In a word, it gets the job done fast and furious ! I had it for a year now !

Likes
-POWER ! There's simply not enough powder snow to stop it ! It just wants more ! This 420cc engine is untreatable, saves 1/2 working time !
-4 to 6" of wet snow, full bucket width and it get the jobs done !
-2-3" of full heavy wet snow, still works none stop !
-Snow chute turning mechanism is a charm
-Levers and actions are all smooth
-Easy and simple to maintain, no ackward position to change oil !
-Big fuel tank, no need to fill it up at every outings !
-Snow transportation is so easily done and precise, the extra work generated is easily done.
-simple blade adjustment

Dislikes
-Light position is too low and is being blocked but the front bucket wich cast a heavy shadow on the work zone.
-Engine is noisy, gets even worse when "kickdown" kicks in. Your neighbours won't like you if you have to clean your driveway on a sunday morning !
-OEM safety pins in auger breaks so often, it's ridiculous... replaced by none OEM pins and it solved the issue.
-Long term reliability, since their being built by Troybuilt, they require many small adjustments troughout the season, which makes it a bit annoying and if missed, may bring long term issues.
-Long term reliability on the Powermore engine is somewhat doubtfull. For constant powder snow, where no extrat effort by the engine is required, it might last, but when real work gets in and the engine gets in "kickdown" mode in wet and heavy wet snow, I doubt that it will last more then 5 years. 
-Reverse gears are so sssslllllooooowwwwww !
-The main chute angle of the snow chute is to small, if you're close to a 10ft wall of snow, you will not pass the height of the wall, you need to be at least 3 to 5 ft away from the wall in order to clear it.

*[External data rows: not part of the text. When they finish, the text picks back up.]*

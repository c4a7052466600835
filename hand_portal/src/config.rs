//! Configuration management
//!
//! Loaded from a TOML file; every section and key is optional and falls back
//! to the defaults below.  CLI flags override the file.
//!
//! ```toml
//! [window]
//! width  = 1000
//! height = 700
//! title  = "hand portal"
//!
//! [theme]
//! active = "#22d3ee"
//! pinch  = "rgb(244, 114, 182)"
//!
//! [tracking]
//! mirror           = true
//! poll_interval_ms = 16
//! start_active     = false
//! ```

use std::path::Path;
use std::time::Duration;

use anyhow::{bail, Context, Result};
use serde::{Deserialize, Serialize};
use tracing::warn;

use particle_field::canvas::{THEME_ACTIVE, THEME_ACTIVE_IDLE, THEME_IDLE, THEME_PINCH};
use particle_field::{ThemeProvider, TrackingOptions};

/// Main configuration structure
#[derive(Debug, Clone, Default, PartialEq, Serialize, Deserialize)]
#[serde(default)]
pub struct Config {
    pub window:   WindowConfig,
    pub theme:    ThemeConfig,
    pub tracking: TrackingConfig,
}

#[derive(Debug, Clone, PartialEq, Serialize, Deserialize)]
#[serde(default)]
pub struct WindowConfig {
    pub width:  usize,
    pub height: usize,
    pub title:  String,
}

impl Default for WindowConfig {
    fn default() -> Self {
        WindowConfig { width: 1000, height: 700, title: "hand portal".to_string() }
    }
}

/// The four named colors.  Unset or unparsable entries fall back to the
/// built-in palette.
#[derive(Debug, Clone, Default, PartialEq, Serialize, Deserialize)]
#[serde(default)]
pub struct ThemeConfig {
    pub idle:        Option<String>,
    pub active_idle: Option<String>,
    pub active:      Option<String>,
    pub pinch:       Option<String>,
}

impl ThemeProvider for ThemeConfig {
    fn resolve(&self, name: &str) -> Option<String> {
        match name {
            THEME_IDLE        => self.idle.clone(),
            THEME_ACTIVE_IDLE => self.active_idle.clone(),
            THEME_ACTIVE      => self.active.clone(),
            THEME_PINCH       => self.pinch.clone(),
            _                 => None,
        }
    }
}

#[derive(Debug, Clone, PartialEq, Serialize, Deserialize)]
#[serde(default)]
pub struct TrackingConfig {
    /// Flip landmark x so the pointer follows the hand like a mirror.
    pub mirror:           bool,
    pub poll_interval_ms: u64,
    /// Start tracking as soon as the window opens.
    pub start_active:     bool,
}

impl Default for TrackingConfig {
    fn default() -> Self {
        TrackingConfig { mirror: true, poll_interval_ms: 16, start_active: false }
    }
}

impl Config {
    /// Load configuration from file
    pub fn load(path: impl AsRef<Path>) -> Result<Self> {
        let path = path.as_ref();
        let content = std::fs::read_to_string(path)
            .with_context(|| format!("Failed to read config file: {}", path.display()))?;

        let config: Config = toml::from_str(&content)
            .with_context(|| format!("Failed to parse config file: {}", path.display()))?;

        config.validate()?;
        Ok(config)
    }

    /// Like [`load`](Self::load), but a missing file means defaults.
    /// A file that exists and is broken is still an error.
    pub fn load_or_default(path: impl AsRef<Path>) -> Result<Self> {
        let path = path.as_ref();
        if !path.exists() {
            warn!(path = %path.display(), "config file not found, using defaults");
            return Ok(Config::default());
        }
        Config::load(path)
    }

    pub fn validate(&self) -> Result<()> {
        if self.window.width == 0 || self.window.height == 0 {
            bail!(
                "window size must be non-zero, got {}x{}",
                self.window.width, self.window.height
            );
        }
        if self.tracking.poll_interval_ms == 0 {
            bail!("tracking.poll_interval_ms must be at least 1");
        }
        Ok(())
    }

    /// Apply command-line overrides on top of the file.
    pub fn with_overrides(mut self, width: Option<usize>, height: Option<usize>, active: bool) -> Self {
        if let Some(w) = width  { self.window.width  = w; }
        if let Some(h) = height { self.window.height = h; }
        if active { self.tracking.start_active = true; }
        self
    }

    pub fn tracking_options(&self) -> TrackingOptions {
        TrackingOptions {
            mirror:        self.tracking.mirror,
            poll_interval: Duration::from_millis(self.tracking.poll_interval_ms),
            bounds:        (self.window.width as f32, self.window.height as f32),
        }
    }
}

// ════════════════════════════════════════════════════════════════════════════
// Tests
// ════════════════════════════════════════════════════════════════════════════
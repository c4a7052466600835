//! # particle_field
//!
//! A grid of spring-anchored particles that react to a smoothed pointer, plus
//! a sliding-window recognizer for rapid vertical hand oscillation.
//!
//! ## Data flow
//!
//! ```text
//!  tracking worker                       frame loop
//!  ───────────────                       ──────────
//!  FrameStream ─► HandTracker            SharedPointer ─► Smoother
//!        │             │                                     │
//!        │        HandLandmarks                              ▼
//!        │             │                              ParticleField::step
//!        ▼             ▼                                     │
//!  PointerSample ─► SharedPointer                            ▼
//!  raw y ─► GestureRecognizer ─► PortalTickets             Canvas
//! ```
//!
//! ## Force model
//!
//! | Pointer | Inside radius (220px) | Outside radius |
//! |---|---|---|
//! | Open hand | repel, power 25 | ambient drift |
//! | Pinch | attract, power 12 | ambient drift |
//! | Absent / inactive | ambient drift | ambient drift |
//!
//! Every particle is always pulled back toward its home cell by a spring and
//! damped by friction, so the field settles when left alone.

pub mod canvas;
pub mod smoother;
pub mod particle;
pub mod field;
pub mod gesture;
pub mod portal;
pub mod pointer;
pub mod scheduler;
pub mod tracking;

pub use canvas::{Canvas, DefaultTheme, Glow, Palette, Rgb, ThemeProvider};
pub use field::ParticleField;
pub use gesture::GestureRecognizer;
pub use particle::Particle;
pub use pointer::{PointerMode, PointerSample, SharedPointer};
pub use portal::{PortalTicket, PortalTickets};
pub use scheduler::{FrameInputs, FrameOutcome, FrameScheduler, FrameSurface, StopHandle};
pub use smoother::Smoother;
pub use tracking::{
    CaptureDevice, CaptureError, FrameStream, HandLandmarks, HandTracker, Landmark, Status,
    TrackingController, TrackingError, TrackingOptions,
};
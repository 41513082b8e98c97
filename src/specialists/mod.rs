//! Specialist agents
//!
//! The orchestrator never prompts a model for domain work itself. It hands
//! that to three specialists: the analyst (teaser analysis, requirements,
//! answering colleagues' questions), the compliance advisor and the writer.

use crate::config::OrchestratorConfig;
use crate::llm::LlmClient;
use crate::models::{
    Analysis, AgentQuery, ComplianceCheck, Requirement, SectionDescriptor, SectionDraft,
};
use crate::search::SearchHit;
use crate::Result;
use async_trait::async_trait;
use std::sync::{Arc, Mutex};

pub mod llm;
pub use llm::{AgentModel, LlmAnalyst, LlmComplianceAdvisor, LlmWriter};

/// Everything the writer gets to see when drafting one section
#[derive(Debug, Clone, Default)]
pub struct DraftingContext<'a> {
    pub teaser_text: &'a str,
    pub analysis_text: &'a str,
    pub requirements: &'a [Requirement],
    pub compliance_result: &'a str,
    /// Earlier sections in document order, already formatted
    pub previously_drafted: String,
    pub user_comments: &'a [String],
    pub instruction: Option<&'a str>,
}

#[async_trait]
pub trait Analyst: Send + Sync {
    async fn analyze(&self, teaser_text: &str) -> Result<Analysis>;

    async fn enhance_analysis(
        &self,
        current: &Analysis,
        instruction: &str,
        teaser_text: &str,
    ) -> Result<Analysis>;

    async fn discover_requirements(
        &self,
        analysis_text: &str,
        approach: Option<&str>,
        method: Option<&str>,
        guidelines: &[SearchHit],
    ) -> Result<Vec<Requirement>>;

    /// Answer a question another specialist has about the deal
    async fn answer_query(&self, query: &str, analysis_text: &str) -> Result<String>;
}

#[async_trait]
pub trait ComplianceAdvisor: Send + Sync {
    async fn assess_compliance(
        &self,
        requirements: &[Requirement],
        teaser_text: &str,
        analysis_text: &str,
        guidelines: &[SearchHit],
    ) -> Result<(String, Vec<ComplianceCheck>)>;
}

#[async_trait]
pub trait Writer: Send + Sync {
    async fn generate_structure(
        &self,
        example_text: &str,
        approach: Option<&str>,
        method: Option<&str>,
        analysis_text: &str,
    ) -> Result<Vec<SectionDescriptor>>;

    async fn draft_section(
        &self,
        section: &SectionDescriptor,
        context: &DraftingContext<'_>,
    ) -> Result<SectionDraft>;
}

/// The three specialists one orchestrator works with
#[derive(Clone)]
pub struct Specialists {
    pub analyst: Arc<dyn Analyst>,
    pub compliance: Arc<dyn ComplianceAdvisor>,
    pub writer: Arc<dyn Writer>,
}

impl Specialists {
    /// Model-backed specialists; the writer routes its questions to the same analyst
    pub fn from_llm(llm: Arc<dyn LlmClient>, config: &OrchestratorConfig) -> Self {
        let agent_model = AgentModel::new(
            llm.clone(),
            &config.agent_model,
            config.agent_temperature,
            config.max_output_tokens,
        );
        let writer_model = AgentModel::new(
            llm,
            &config.writer_model,
            config.agent_temperature,
            config.max_output_tokens,
        );

        let analyst: Arc<dyn Analyst> = Arc::new(LlmAnalyst::new(agent_model.clone()));
        Self {
            compliance: Arc::new(LlmComplianceAdvisor::new(agent_model)),
            writer: Arc::new(LlmWriter::new(writer_model, analyst.clone())),
            analyst,
        }
    }

    pub fn mock() -> Self {
        Self {
            analyst: Arc::new(MockAnalyst::default()),
            compliance: Arc::new(MockComplianceAdvisor::default()),
            writer: Arc::new(MockWriter::default()),
        }
    }
}

//
// ========== Mock specialists ==========
//
// Deterministic stand-ins that keep the workflow runnable without a model.
// `failing()` variants return `AgentError` from every call.

fn mock_failure<T>(agent: &str) -> Result<T> {
    Err(crate::error::OrchestrationError::AgentError(format!(
        "{} unavailable",
        agent
    )))
}

#[derive(Default)]
pub struct MockAnalyst {
    fail: bool,
}

impl MockAnalyst {
    pub fn failing() -> Self {
        Self { fail: true }
    }
}

#[async_trait]
impl Analyst for MockAnalyst {
    async fn analyze(&self, teaser_text: &str) -> Result<Analysis> {
        if self.fail {
            return mock_failure("analyst");
        }
        let headline = teaser_text.lines().next().unwrap_or_default();
        Ok(Analysis {
            text: format!("Deal analysis: {}", headline),
            approach: Some("Full credit assessment".to_string()),
            method: Some("New facility".to_string()),
            thinking: vec!["Read teaser".to_string()],
        })
    }

    async fn enhance_analysis(
        &self,
        current: &Analysis,
        instruction: &str,
        _teaser_text: &str,
    ) -> Result<Analysis> {
        if self.fail {
            return mock_failure("analyst");
        }
        let mut enhanced = current.clone();
        enhanced.text = format!("{}\n\nRevised: {}", current.text, instruction);
        Ok(enhanced)
    }

    async fn discover_requirements(
        &self,
        _analysis_text: &str,
        _approach: Option<&str>,
        _method: Option<&str>,
        guidelines: &[SearchHit],
    ) -> Result<Vec<Requirement>> {
        if self.fail {
            return mock_failure("analyst");
        }
        let mut requirements = vec![
            Requirement::new("borrower", "Borrower name").with_value("Acme Logistics GmbH"),
            Requirement::new("facility_amount", "Facility amount"),
            Requirement::new("tenor", "Tenor"),
        ];
        if let Some(hit) = guidelines.first() {
            requirements[1].source = Some(hit.title.clone());
        }
        Ok(requirements)
    }

    async fn answer_query(&self, query: &str, _analysis_text: &str) -> Result<String> {
        if self.fail {
            return mock_failure("analyst");
        }
        Ok(format!("Answer to: {}", query))
    }
}

#[derive(Default)]
pub struct MockComplianceAdvisor {
    fail: bool,
}

impl MockComplianceAdvisor {
    pub fn failing() -> Self {
        Self { fail: true }
    }
}

#[async_trait]
impl ComplianceAdvisor for MockComplianceAdvisor {
    async fn assess_compliance(
        &self,
        requirements: &[Requirement],
        _teaser_text: &str,
        _analysis_text: &str,
        guidelines: &[SearchHit],
    ) -> Result<(String, Vec<ComplianceCheck>)> {
        if self.fail {
            return mock_failure("compliance advisor");
        }
        let filled = requirements.iter().filter(|r| r.is_filled()).count();
        let text = format!(
            "Compliance assessment over {} requirement(s), {} filled, {} guideline excerpt(s).",
            requirements.len(),
            filled,
            guidelines.len()
        );
        let checks = vec![ComplianceCheck {
            criterion: "Data completeness".to_string(),
            status: if filled == requirements.len() {
                crate::models::CheckStatus::Pass
            } else {
                crate::models::CheckStatus::Review
            },
            evidence: format!("{}/{} requirements filled", filled, requirements.len()),
            reference: None,
        }];
        Ok((text, checks))
    }
}

/// Writer that echoes its inputs so tests can see what it was given
#[derive(Default)]
pub struct MockWriter {
    fail: bool,
    sections: Vec<String>,
    seen_contexts: Mutex<Vec<String>>,
}

impl MockWriter {
    pub fn failing() -> Self {
        Self {
            fail: true,
            ..Self::default()
        }
    }

    /// Structure to return instead of the default three sections
    pub fn with_sections<I, S>(sections: I) -> Self
    where
        I: IntoIterator<Item = S>,
        S: Into<String>,
    {
        Self {
            sections: sections.into_iter().map(Into::into).collect(),
            ..Self::default()
        }
    }

    /// `previously_drafted` of every draft call, in call order
    pub fn seen_contexts(&self) -> Vec<String> {
        self.seen_contexts
            .lock()
            .map(|seen| seen.clone())
            .unwrap_or_default()
    }
}

#[async_trait]
impl Writer for MockWriter {
    async fn generate_structure(
        &self,
        example_text: &str,
        _approach: Option<&str>,
        _method: Option<&str>,
        _analysis_text: &str,
    ) -> Result<Vec<SectionDescriptor>> {
        if self.fail {
            return mock_failure("writer");
        }
        let names: Vec<String> = if self.sections.is_empty() {
            vec![
                "Executive Summary".to_string(),
                "Borrower Profile".to_string(),
                "Risk Assessment".to_string(),
            ]
        } else {
            self.sections.clone()
        };
        let basis = if example_text.is_empty() { "standard" } else { "example" };
        Ok(names
            .into_iter()
            .map(|name| SectionDescriptor::new(name, format!("From {} layout", basis)))
            .collect())
    }

    async fn draft_section(
        &self,
        section: &SectionDescriptor,
        context: &DraftingContext<'_>,
    ) -> Result<SectionDraft> {
        if self.fail {
            return mock_failure("writer");
        }
        if let Ok(mut seen) = self.seen_contexts.lock() {
            seen.push(context.previously_drafted.clone());
        }

        let mut content = format!("Content for {}.", section.name);
        if let Some(instruction) = context.instruction {
            content.push_str(&format!(" Instruction: {}", instruction));
        }

        let mut draft = SectionDraft::new(section.name.clone(), content);
        draft.agent_queries = Some(vec![AgentQuery {
            from: "writer".to_string(),
            to: "analyst".to_string(),
            query: format!("Key facts for {}?", section.name),
            response: "See analysis".to_string(),
        }]);
        Ok(draft)
    }
}
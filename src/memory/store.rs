//! Conversation history storage
//!
//! Bounded, in-order log of user and agent turns for one session

use crate::classifier::Intent;
use chrono::{DateTime, Utc};
use serde::{Deserialize, Serialize};
use std::collections::VecDeque;
use uuid::Uuid;

/// Turns kept before the oldest are dropped
pub const DEFAULT_MAX_MESSAGES: usize = 200;

/// Role of a message sender
#[derive(Debug, Clone, Copy, Serialize, Deserialize, PartialEq, Eq)]
#[serde(rename_all = "lowercase")]
pub enum MessageRole {
    User,
    Agent,
}

/// A single message in the conversation history
#[derive(Debug, Clone, Serialize, Deserialize)]
pub struct ConversationMessage {
    pub message_id: Uuid,
    pub timestamp: DateTime<Utc>,
    pub role: MessageRole,
    pub content: String,
    /// Intent the turn was routed to, if any
    pub intent: Option<Intent>,
}

impl ConversationMessage {
    pub fn new(role: MessageRole, content: String, intent: Option<Intent>) -> Self {
        Self {
            message_id: Uuid::new_v4(),
            timestamp: Utc::now(),
            role,
            content,
            intent,
        }
    }
}

/// Conversation history for a session
#[derive(Debug, Clone, Serialize, Deserialize)]
pub struct ConversationHistory {
    messages: VecDeque<ConversationMessage>,
    max_messages: usize,
}

impl ConversationHistory {
    pub fn new() -> Self {
        Self::with_capacity(DEFAULT_MAX_MESSAGES)
    }

    pub fn with_capacity(max_messages: usize) -> Self {
        Self {
            messages: VecDeque::new(),
            max_messages: max_messages.max(1),
        }
    }

    /// Add a message, dropping the oldest once full
    pub fn add_message(&mut self, message: ConversationMessage) {
        self.messages.push_back(message);
        while self.messages.len() > self.max_messages {
            self.messages.pop_front();
        }
    }

    pub fn messages(&self) -> impl Iterator<Item = &ConversationMessage> {
        self.messages.iter()
    }

    /// The `count` most recent messages, oldest first
    pub fn recent_messages(&self, count: usize) -> impl Iterator<Item = &ConversationMessage> {
        let skip = self.messages.len().saturating_sub(count);
        self.messages.iter().skip(skip)
    }

    pub fn message_count(&self) -> usize {
        self.messages.len()
    }

    /// Recent turns as `User: ...` / `Agent: ...` lines, each cut to 300 chars
    pub fn format_recent(&self, count: usize) -> String {
        self.recent_messages(count)
            .map(|msg| {
                let role_str = match msg.role {
                    MessageRole::User => "User",
                    MessageRole::Agent => "Agent",
                };
                let content: String = msg.content.chars().take(300).collect();
                format!("{}: {}", role_str, content)
            })
            .collect::<Vec<_>>()
            .join("\n")
    }
}

impl Default for ConversationHistory {
    fn default() -> Self {
        Self::new()
    }
}

#[cfg(test)]
mod tests {
    use super::*;

    #[test]
    fn test_conversation_history() {
        let mut history = ConversationHistory::new();

        history.add_message(ConversationMessage::new(
            MessageRole::User,
            "Analyze the teaser".to_string(),
            Some(Intent::AnalyzeDeal),
        ));
        history.add_message(ConversationMessage::new(
            MessageRole::Agent,
            "The borrower is a mid-cap logistics company...".to_string(),
            None,
        ));

        assert_eq!(history.message_count(), 2);
        assert_eq!(
            history.format_recent(4),
            "User: Analyze the teaser\nAgent: The borrower is a mid-cap logistics company..."
        );
    }

    #[test]
    fn test_recent_messages_are_chronological() {
        let mut history = ConversationHistory::new();
        for i in 0..6 {
            history.add_message(ConversationMessage::new(
                MessageRole::User,
                format!("Question {}", i),
                None,
            ));
        }

        let recent: Vec<_> = history.recent_messages(2).map(|m| m.content.as_str()).collect();
        assert_eq!(recent, vec!["Question 4", "Question 5"]);
    }

    #[test]
    fn test_capacity_drops_oldest() {
        let mut history = ConversationHistory::with_capacity(3);
        for i in 0..5 {
            history.add_message(ConversationMessage::new(
                MessageRole::User,
                format!("m{}", i),
                None,
            ));
        }

        assert_eq!(history.message_count(), 3);
        assert_eq!(history.messages().next().unwrap().content, "m2");
    }
}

With all dislikes all together, saving 1/2 time to clean the driveway is a big plus for me. I used to own a craftsman 27" 305cc briggs and straton engine and it took about 3 to 4 hours cleaning my driveway, now' I spend 2 hours when it's heavy wet snow and at most 1 hour when it's powdered snow. If I want to tak my time, it takes not more then 1 1/2 hour !

You do need to have a 10+ car capacity driveway to use it as you will not save time in a double configuration driveway since it's heavy and bulky and reverse is a pain. I tried it wanting to be a good neighbour !

You also do need to relearn how to conduct a snowblower since it's not quite the same method as a 2 stage, this one really wants to work even when your mind is set on the first gear and you find it too fast !!! This snowblower is made to work and I find it to sometime laugh at me for my stuburness to leave it in the first gear !


----------



## Normex

Wildebs Quote" You also do need to relearn how to conduct a snowblower since it's not quite the same method as a 2 stage, this one really wants to work even when your mind is set on the first gear and you find it too fast !!! This snowblower is made to work and I find it to sometime laugh at me for my stuburness to leave it in the first gear ! End Quote"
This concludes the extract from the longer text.